Do You Have Company/Entrepreneur Fit?

Aaron Dinin, PhD
4 min readMay 21, 2020
Photo by Ryoji Iwata on Unsplash

Most entrepreneurs are familiar with the concept of product/market fit. It’s the degree to which a product satisfies market demand. But that’s not the only kind of fit venture capitalists are looking for when deciding which companies to invest in. They’re also looking for something I like to call company/entrepreneur fit.

Company/entrepreneur fit is when the type of company — and the needs that company is going to have — matches the entrepreneur’s approach to building companies. It’s equally as important to a company’s success as product/market fit, but it’s not talked about as much because it’s harder to quantitatively evaluate. After all, how can potential investors know the inner workings of an entrepreneur’s brain?

Instead of being able to use data to determine company/entrepreneur fit, investors have to rely on qualitative strategies like questions and hypothetical scenarios. Here’s an example of a hypothetical scenario I like to give entrepreneurs in order to see if they’re building the right kind of company.

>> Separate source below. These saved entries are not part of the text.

use chrono::NaiveDate;
use serde::{Deserialize, Serialize};
use uuid::Uuid;

#[derive(Debug, Clone, Copy, Serialize, Deserialize, PartialEq, Eq)]
#[serde(rename_all = "snake_case")]
pub enum GoalStatus {
    Active,
    Paused,
    Reached,
    Cancelled,
}

/// A savings target with a cached running amount maintained by the CRUD
/// layer; forecasts read it, never update it.
#[derive(Debug, Clone, Serialize, Deserialize)]
pub struct SavingsGoal {
    pub id: Uuid,
    pub user_id: Uuid,
    pub name: String,
    pub target_amount: f64,
    pub current_amount: f64,
    #[serde(default, skip_serializing_if = "Option::is_none")]
    pub target_date: Option<NaiveDate>,
    pub status: GoalStatus,
}

impl SavingsGoal {
    pub fn new(user_id: Uuid, name: impl Into<String>, target_amount: f64) -> Self {
        Self {
            id: Uuid::new_v4(),
            user_id,
            name: name.into(),
            target_amount,
            current_amount: 0.0,
            target_date: None,
            status: GoalStatus::Active,
        }
    }
}
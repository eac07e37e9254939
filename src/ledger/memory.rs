use chrono::NaiveDate;
use serde::{Deserialize, Serialize};
use uuid::Uuid;

use crate::errors::InsightResult;

use super::{
    Account, Budget, DateRange, Direction, GoalStatus, LedgerStore, Project, SavingsGoal, Scope,
    Transaction,
};

/// In-memory ledger snapshot implementing the [`LedgerStore`] read surface.
///
/// Entities are kept in insertion order so filtered query results, and
/// therefore every derived aggregation, stay deterministic.
#[derive(Debug, Clone, Default, Serialize, Deserialize)]
pub struct MemoryLedger {
    #[serde(default)]
    pub accounts: Vec<Account>,
    #[serde(default)]
    pub transactions: Vec<Transaction>,
    #[serde(default)]
    pub budgets: Vec<Budget>,
    #[serde(default)]
    pub goals: Vec<SavingsGoal>,
    #[serde(default)]
    pub projects: Vec<Project>,
}

impl MemoryLedger {
    pub fn new() -> Self {
        Self::default()
    }

    pub fn add_account(&mut self, account: Account) -> Uuid {
        let id = account.id;
        self.accounts.push(account);
        id
    }

    pub fn add_transaction(&mut self, transaction: Transaction) -> Uuid {
        let id = transaction.id;
        self.transactions.push(transaction);
        id
    }

    pub fn add_budget(&mut self, budget: Budget) -> Uuid {
        let id = budget.id;
        self.budgets.push(budget);
        id
    }

    pub fn add_goal(&mut self, goal: SavingsGoal) -> Uuid {
        let id = goal.id;
        self.goals.push(goal);
        id
    }

    pub fn add_project(&mut self, project: Project) -> Uuid {
        let id = project.id;
        self.projects.push(project);
        id
    }

    pub fn account(&self, id: Uuid) -> Option<&Account> {
        self.accounts.iter().find(|account| account.id == id)
    }
}

impl LedgerStore for MemoryLedger {
    fn find_transactions(
        &self,
        user_id: Uuid,
        scope: Scope,
        range: Option<DateRange>,
        direction: Option<Direction>,
    ) -> InsightResult<Vec<Transaction>> {
        Ok(self
            .transactions
            .iter()
            .filter(|txn| txn.user_id == user_id)
            .filter(|txn| scope.matches(txn.business_id))
            .filter(|txn| range.map_or(true, |r| r.contains(txn.date)))
            .filter(|txn| direction.map_or(true, |d| txn.direction == d))
            .cloned()
            .collect())
    }

    fn find_accounts(
        &self,
        user_id: Uuid,
        scope: Scope,
        active_only: bool,
    ) -> InsightResult<Vec<Account>> {
        Ok(self
            .accounts
            .iter()
            .filter(|account| account.user_id == user_id)
            .filter(|account| scope.matches(account.business_id))
            .filter(|account| !active_only || account.is_active)
            .cloned()
            .collect())
    }

    fn find_budgets(
        &self,
        user_id: Uuid,
        scope: Scope,
        active_on: Option<NaiveDate>,
    ) -> InsightResult<Vec<Budget>> {
        Ok(self
            .budgets
            .iter()
            .filter(|budget| budget.user_id == user_id)
            .filter(|budget| scope.matches(budget.business_id))
            .filter(|budget| active_on.map_or(true, |date| budget.covers(date)))
            .cloned()
            .collect())
    }

    fn find_savings_goals(
        &self,
        user_id: Uuid,
        statuses: &[GoalStatus],
    ) -> InsightResult<Vec<SavingsGoal>> {
        Ok(self
            .goals
            .iter()
            .filter(|goal| goal.user_id == user_id)
            .filter(|goal| statuses.is_empty() || statuses.contains(&goal.status))
            .cloned()
            .collect())
    }

    fn find_projects(&self, business_id: Uuid) -> InsightResult<Vec<Project>> {
        Ok(self
            .projects
            .iter()
            .filter(|project| project.business_id == business_id)
            .cloned()
            .collect())
    }
}
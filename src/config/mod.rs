//! Engine configuration: fallback currency, default analysis window, and a
//! JSON-backed manager for persisting user preferences.

use std::{
    fs::{self, File},
    io::{self, Write},
    path::{Path, PathBuf},
};

use serde::{Deserialize, Serialize};
use thiserror::Error;

use crate::utils::app_data_dir;

const CONFIG_FILE: &str = "config.json";
const TMP_SUFFIX: &str = "tmp";

#[derive(Debug, Error)]
pub enum ConfigError {
    #[error("I/O error: {0}")]
    Io(#[from] io::Error),

    #[error("Serialization error: {0}")]
    Serde(String),
}

/// Stores engine-level preferences consumed by the insight services.
#[derive(Debug, Clone, Serialize, Deserialize)]
pub struct InsightConfig {
    /// Fallback ISO 4217 code used when a user has no active account.
    #[serde(default = "InsightConfig::default_base_currency")]
    pub base_currency: String,
    /// Trailing window, in whole calendar months, for overview and health
    /// computations.
    #[serde(default = "InsightConfig::default_window")]
    pub default_window_months: u32,
    /// Optional custom root directory for persisted configuration.
    #[serde(default, skip_serializing_if = "Option::is_none")]
    pub data_root: Option<PathBuf>,
}

impl Default for InsightConfig {
    fn default() -> Self {
        Self {
            base_currency: Self::default_base_currency(),
            default_window_months: Self::default_window(),
            data_root: None,
        }
    }
}

impl InsightConfig {
    pub fn default_base_currency() -> String {
        "USD".into()
    }

    pub fn default_window() -> u32 {
        12
    }

    pub fn resolve_data_root(&self) -> PathBuf {
        self.data_root.clone().unwrap_or_else(app_data_dir)
    }
}

/// Handles persistence for [`InsightConfig`].
#[derive(Debug, Clone)]
pub struct ConfigManager {
    config_path: PathBuf,
}

impl ConfigManager {
    pub fn new(config_path: PathBuf) -> Self {
        Self { config_path }
    }

    pub fn with_base_dir(base: PathBuf) -> Result<Self, ConfigError> {
        fs::create_dir_all(&base)?;
        Ok(Self::new(base.join(CONFIG_FILE)))
    }

    pub fn config_path(&self) -> &Path {
        &self.config_path
    }

    pub fn load(&self) -> Result<InsightConfig, ConfigError> {
        if self.config_path.exists() {
            let data = fs::read_to_string(&self.config_path)?;
            serde_json::from_str(&data).map_err(|err| ConfigError::Serde(err.to_string()))
        } else {
            Ok(InsightConfig::default())
        }
    }

    pub fn save(&self, config: &InsightConfig) -> Result<(), ConfigError> {
        if let Some(parent) = self.config_path.parent() {
            fs::create_dir_all(parent)?;
        }
        let json = serde_json::to_string_pretty(config)
            .map_err(|err| ConfigError::Serde(err.to_string()))?;
        let tmp = tmp_path(&self.config_path);
        write_atomic(&tmp, &json)?;
        fs::rename(&tmp, &self.config_path)?;
        Ok(())
    }
}

fn tmp_path(path: &Path) -> PathBuf {
    let mut tmp = path.to_path_buf();
    let ext = match path.extension().and_then(|ext| ext.to_str()) {
        Some(existing) => format!("{}.{}", existing, TMP_SUFFIX),
        None => TMP_SUFFIX.to_string(),
    };
    tmp.set_extension(ext);
    tmp
}

fn write_atomic(path: &Path, data: &str) -> Result<(), ConfigError> {
    if let Some(parent) = path.parent() {
        fs::create_dir_all(parent)?;
    }
    let mut file = File::create(path)?;
    file.write_all(data.as_bytes())?;
    file.flush()?;
    Ok(())
}
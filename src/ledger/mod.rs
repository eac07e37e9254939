//! Read-only ledger entities and the query surface the insight engine
//! consumes. All writes happen in the external CRUD layer.

pub mod account;
pub mod budget;
pub mod goal;
pub mod memory;
pub mod project;
pub mod store;
pub mod transaction;

pub use account::Account;
pub use budget::Budget;
pub use goal::{GoalStatus, SavingsGoal};
pub use memory::MemoryLedger;
pub use project::{PipelineStage, Project};
pub use store::{DateRange, LedgerStore, Scope};
pub use transaction::{Direction, Transaction};
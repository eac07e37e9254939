use thiserror::Error;

/// Error type shared by every insight computation.
#[derive(Debug, Error)]
pub enum InsightError {
    #[error("Invalid input: {0}")]
    InvalidInput(String),
    #[error("Not found: {0}")]
    NotFound(String),
    #[error("Ownership violation: {0}")]
    OwnershipViolation(String),
    #[error("Ledger query failed: {0}")]
    Store(String),
}

pub type InsightResult<T> = Result<T, InsightError>;
//! Trailing-window income/spending overview: the estimated monthly figures
//! the savings planner and health scorer build on.

use chrono::{DateTime, NaiveDate, Utc};
use serde::{Deserialize, Serialize};
use uuid::Uuid;

use crate::config::InsightConfig;
use crate::errors::InsightResult;
use crate::ledger::{DateRange, Direction, LedgerStore, Scope};

use super::aggregate::{bucket_by, signed_amount, with_shares, BucketShare};
use super::month::MonthKey;
use super::resolve_currency;

pub(crate) const UNCATEGORIZED: &str = "uncategorized";

#[derive(Debug, Clone, Serialize, Deserialize)]
pub struct OverviewReport {
    pub generated_at: DateTime<Utc>,
    pub currency: String,
    pub window_months: u32,
    pub total_income: f64,
    pub total_spending: f64,
    pub estimated_monthly_income: f64,
    pub estimated_monthly_spending: f64,
    /// Income estimate minus spending estimate; negative when the user
    /// spends more than they earn.
    pub savings_capacity: f64,
    /// Net position across active accounts flagged for net worth.
    pub current_balance: f64,
    pub spending_by_category: Vec<BucketShare>,
    pub income_by_source: Vec<BucketShare>,
    pub top_category: Option<String>,
    pub top_source: Option<String>,
}

pub struct OverviewService;

impl OverviewService {
    /// Aggregates the user's personal activity over the configured trailing
    /// window of whole calendar months ending at `today`'s month.
    pub fn compute(
        store: &impl LedgerStore,
        config: &InsightConfig,
        user_id: Uuid,
        today: NaiveDate,
    ) -> InsightResult<OverviewReport> {
        let months = config.default_window_months.max(1);
        let current = MonthKey::from_date(today);
        let earliest = current.add(-(months as i32 - 1));

        let window_txns: Vec<_> = store
            .find_transactions(
                user_id,
                Scope::Personal,
                Some(DateRange::from(earliest.first_day())),
                None,
            )?
            .into_iter()
            .filter(|txn| {
                let slot = earliest.diff(MonthKey::from_date(txn.date));
                (0..months as i64).contains(&slot)
            })
            .collect();

        let mut total_income = 0.0;
        let mut total_spending = 0.0;
        for txn in &window_txns {
            match txn.direction {
                Direction::In => total_income += txn.amount,
                Direction::Out => total_spending += txn.amount,
                Direction::Transfer => {}
            }
        }
        let estimated_monthly_income = total_income / months as f64;
        let estimated_monthly_spending = total_spending / months as f64;

        let spending: Vec<_> = window_txns
            .iter()
            .filter(|txn| txn.direction == Direction::Out)
            .cloned()
            .collect();
        let income: Vec<_> = window_txns
            .iter()
            .filter(|txn| txn.direction == Direction::In)
            .cloned()
            .collect();
        let spending_by_category = with_shares(bucket_by(&spending, |txn| {
            txn.category.clone().unwrap_or_else(|| UNCATEGORIZED.into())
        }));
        let income_by_source = with_shares(bucket_by(&income, |txn| txn.label.clone()));

        let current_balance = Self::current_balance(store, user_id)?;
        let currency = resolve_currency(store, config, user_id, Scope::Personal)?;

        Ok(OverviewReport {
            generated_at: Utc::now(),
            currency,
            window_months: months,
            total_income,
            total_spending,
            estimated_monthly_income,
            estimated_monthly_spending,
            savings_capacity: estimated_monthly_income - estimated_monthly_spending,
            current_balance,
            top_category: spending_by_category.first().map(|b| b.key.clone()),
            top_source: income_by_source.first().map(|b| b.key.clone()),
            spending_by_category,
            income_by_source,
        })
    }

    /// Signed sum over the full history of accounts that are active and
    /// included in net worth. Transfers net to zero by construction.
    fn current_balance(store: &impl LedgerStore, user_id: Uuid) -> InsightResult<f64> {
        let accounts = store.find_accounts(user_id, Scope::Personal, true)?;
        let included: Vec<Uuid> = accounts
            .iter()
            .filter(|account| account.include_in_net_worth)
            .map(|account| account.id)
            .collect();
        let transactions = store.find_transactions(user_id, Scope::Personal, None, None)?;
        Ok(transactions
            .iter()
            .filter(|txn| included.contains(&txn.account_id))
            .map(signed_amount)
            .sum())
    }
}
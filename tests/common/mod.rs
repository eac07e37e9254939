use chrono::NaiveDate;
use uuid::Uuid;

use insights_core::ledger::{Account, Direction, MemoryLedger, Transaction};

pub fn date(y: i32, m: u32, d: u32) -> NaiveDate {
    NaiveDate::from_ymd_opt(y, m, d).unwrap()
}

/// A year of regular personal activity: 3200 salary in, 2100 spending out,
/// and a 300 tagged savings transfer-out per month of 2024.
pub fn seeded_personal_ledger(user: Uuid) -> MemoryLedger {
    let mut ledger = MemoryLedger::new();
    let checking = ledger.add_account(Account::new(user, "Checking", "USD"));
    for month in 1..=12u32 {
        ledger.add_transaction(Transaction::new(
            user,
            checking,
            date(2024, month, 1),
            Direction::In,
            3200.0,
            "Salary",
        ));
        ledger.add_transaction(
            Transaction::new(
                user,
                checking,
                date(2024, month, 5),
                Direction::Out,
                1400.0,
                "Rent",
            )
            .with_category("housing"),
        );
        ledger.add_transaction(
            Transaction::new(
                user,
                checking,
                date(2024, month, 12),
                Direction::Out,
                700.0,
                "Groceries",
            )
            .with_category("food"),
        );
        ledger.add_transaction(
            Transaction::new(
                user,
                checking,
                date(2024, month, 25),
                Direction::Out,
                300.0,
                "Auto-save",
            )
            .with_category("savings"),
        );
    }
    ledger
}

Imagine I’m handing you $1 million, and you have to immediately invest it — at equal terms and equal valuations — into one of the following two companies using only on the information I’m providing below:

Company A — This business is based around a technology the developers consider “industry-revolutionizing.” The product is complete. The company even owns a few relevant patents. Initial trials of the product with friends and contacts in the industry have been positive. The only thing the company has left to do is start selling the product.

Company B — This business has no product. It’s hardly even a company. It’s really just a few friends running an Instagram account with 10 million followers and no monetization.

Using only the above information, which company would you invest in? Company A, or Company B?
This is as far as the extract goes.